Aspartate carbamoyltransferase from a psychrophilic deep-sea bacterium, Vibrio strain 2693: properties of the enzyme, genetic organization and synthesis in Escherichia coli.

The aspartate carbamoyltransferase (ATCase) genes of psychrophilic Vibrio strain 2693 were cloned by complementation in Escherichia coli and the enzyme was partly characterized. The genes constitute a pyrBI operon homologous to the cognate structure in E. coli where pyrB and pyrI respectively encode the catalytic and the regulatory chains of ATCase. The strong sequence similarities noted between Vibrio and E. coli ATCases include extensive conservation of residues involved in interactions between subunits, suggesting that the two enzymes have very similar tertiary and quaternary structures.

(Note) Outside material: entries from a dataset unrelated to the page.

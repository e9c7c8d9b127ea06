use std::sync::RwLock;

use chrono::{DateTime, Duration, Utc};

/// Source of "now". Production uses [`SystemClock`]; tests drive a
/// [`ManualClock`].
pub trait Clock: Send + Sync {
    fn now(&self) -> DateTime<Utc>;
}

#[derive(Debug, Default, Clone, Copy)]
pub struct SystemClock;

impl Clock for SystemClock {
    fn now(&self) -> DateTime<Utc> {
        Utc::now()
    }
}

#[derive(Debug)]
pub struct ManualClock {
    now: RwLock<DateTime<Utc>>,
}

impl ManualClock {
    pub fn new(start: DateTime<Utc>) -> Self {
        Self {
            now: RwLock::new(start),
        }
    }

    pub fn set(&self, t: DateTime<Utc>) {
        let mut g = self.now.write().unwrap_or_else(|p| p.into_inner());
        *g = t;
    }

    pub fn advance(&self, by: Duration) {
        let mut g = self.now.write().unwrap_or_else(|p| p.into_inner());
        *g += by;
    }
}

impl Clock for ManualClock {
    fn now(&self) -> DateTime<Utc> {
        *self.now.read().unwrap_or_else(|p| p.into_inner())
    }
}
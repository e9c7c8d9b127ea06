use anyhow::Result;
use clap::{Parser, Subcommand};

mod commands;

#[derive(Parser)]
#[command(name = "ldk")]
#[command(about = "LensDesk operator CLI", long_about = None)]
struct Cli {
    #[command(subcommand)]
    cmd: Commands,
}

#[derive(Subcommand)]
enum Commands {
    /// Database commands
    Db {
        #[command(subcommand)]
        cmd: DbCmd,
    },

    /// Settings commands
    Settings {
        #[command(subcommand)]
        cmd: SettingsCmd,
    },

    /// Write the unfulfilled-orders report for one catalog
    Export {
        /// MKL | MERIDIAN
        #[arg(long)]
        catalog: String,
    },

    /// Reminder commands
    Remind {
        #[command(subcommand)]
        cmd: RemindCmd,
    },

    /// Order listing
    Orders {
        #[command(subcommand)]
        cmd: OrdersCmd,
    },
}

#[derive(Subcommand)]
enum DbCmd {
    Status,
    /// Apply embedded migrations.
    Migrate,
}

#[derive(Subcommand)]
enum SettingsCmd {
    /// Print the settings hash and canonical JSON (creates defaults if missing)
    Show,
}

#[derive(Subcommand)]
enum RemindCmd {
    /// Evaluate reminder channels right now
    Check {
        /// MKL | MERIDIAN; both when omitted
        #[arg(long)]
        channel: Option<String>,
    },

    /// Suppress a channel for N minutes
    Snooze {
        #[arg(long)]
        channel: String,

        #[arg(long)]
        minutes: i64,
    },

    /// Mark every NOT_ORDERED order of a channel as ORDERED
    MarkOrdered {
        #[arg(long)]
        channel: String,
    },
}

#[derive(Subcommand)]
enum OrdersCmd {
    List {
        /// MKL | MERIDIAN
        #[arg(long)]
        catalog: String,

        /// Storage code or label
        #[arg(long)]
        status: Option<String>,

        /// Text filter (MKL only)
        #[arg(long)]
        query: Option<String>,
    },

    /// Create an MKL order from form text (`,` is accepted as decimal separator)
    AddMkl {
        #[arg(long)]
        fio: String,

        #[arg(long)]
        phone: String,

        #[arg(long)]
        product: String,

        #[arg(long, allow_hyphen_values = true)]
        sph: String,

        #[arg(long, default_value = "", allow_hyphen_values = true)]
        cyl: String,

        #[arg(long, default_value = "")]
        ax: String,

        #[arg(long, default_value = "")]
        bc: String,

        #[arg(long, default_value = "1")]
        qty: String,

        #[arg(long, default_value = "")]
        comment: String,
    },
}

#[tokio::main]
async fn main() -> Result<()> {
    // Silent if the file does not exist.
    let _ = dotenvy::from_filename(".env.local");
    init_tracing();

    let cli = Cli::parse();

    match cli.cmd {
        Commands::Db { cmd } => {
            let pool = ldk_db::connect_from_env().await?;
            match cmd {
                DbCmd::Status => {
                    let s = ldk_db::status(&pool).await?;
                    println!("db_ok={} has_orders_tables={}", s.ok, s.has_orders_tables);
                }
                DbCmd::Migrate => {
                    ldk_db::migrate(&pool).await?;
                    println!("migrations_applied=true");
                }
            }
        }

        Commands::Settings { cmd } => match cmd {
            SettingsCmd::Show => commands::settings_show()?,
        },

        Commands::Export { catalog } => commands::export(&catalog).await?,

        Commands::Remind { cmd } => match cmd {
            RemindCmd::Check { channel } => commands::remind::check(channel.as_deref()).await?,
            RemindCmd::Snooze { channel, minutes } => {
                commands::remind::snooze(&channel, minutes).await?
            }
            RemindCmd::MarkOrdered { channel } => commands::remind::mark_ordered(&channel).await?,
        },

        Commands::Orders { cmd } => match cmd {
            OrdersCmd::List {
                catalog,
                status,
                query,
            } => commands::orders::list(&catalog, status.as_deref(), query).await?,
            OrdersCmd::AddMkl {
                fio,
                phone,
                product,
                sph,
                cyl,
                ax,
                bc,
                qty,
                comment,
            } => {
                let form = commands::orders::MklForm {
                    fio,
                    phone,
                    product,
                    sph,
                    cyl,
                    ax,
                    bc,
                    qty,
                    comment,
                };
                commands::orders::add_mkl(form).await?
            }
        },
    }

    Ok(())
}

/// Logs go to stderr so stdout stays `key=value` for scripts.
fn init_tracing() {
    tracing_subscriber::fmt()
        .with_env_filter(
            tracing_subscriber::EnvFilter::try_from_default_env().unwrap_or_else(|_| "warn".into()),
        )
        .with_writer(std::io::stderr)
        .init();
}
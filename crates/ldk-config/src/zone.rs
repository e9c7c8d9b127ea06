use chrono::{DateTime, Local, NaiveDateTime, Utc};
use chrono_tz::Tz;

/// Wall clock the shop lives in. Trigger times, weekdays and export file
/// dates are all read off this clock.
#[derive(Clone, Copy, Debug, PartialEq, Eq)]
pub enum LocalZone {
    /// Operating-system local time.
    System,
    Named(Tz),
}

impl LocalZone {
    /// `"local"` (or empty) selects the system zone; anything else must be an
    /// IANA name. Unknown names fall back to the system zone.
    pub fn parse(raw: &str) -> Self {
        let t = raw.trim();
        if t.is_empty() || t.eq_ignore_ascii_case("local") {
            return LocalZone::System;
        }
        match t.parse::<Tz>() {
            Ok(tz) => LocalZone::Named(tz),
            Err(_) => {
                tracing::warn!(timezone = t, "unknown timezone in settings; using system local time");
                LocalZone::System
            }
        }
    }

    pub fn wall_clock(&self, now: DateTime<Utc>) -> NaiveDateTime {
        match self {
            LocalZone::System => now.with_timezone(&Local).naive_local(),
            LocalZone::Named(tz) => now.with_timezone(tz).naive_local(),
        }
    }
}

Vibrio ATCase is, however, not activated by ATP and not synergistically inhibited by CTP and UTP. It is also much more thermolabile than E. coli ATCase. With respect to Pyrococcus abyssi and E. coli ATCases, Vibrio ATCase presents marked differences in composition which could be related to its psychrophilic character. The results of these structural and functional comparisons indicate that Vibrio 2693 ATCase is a suitable model for biochemical studies on structure-function relationships in a 'cold' allosteric enzyme. The operon is expressed from a promoter which is immediately followed by a pyrimidine-rich leader ORF terminating within a putative transcription attenuator. These genetic and enzymic data strengthen the evolutionary relationship already noted between Vibrionaceae and Enterobacteriaceae.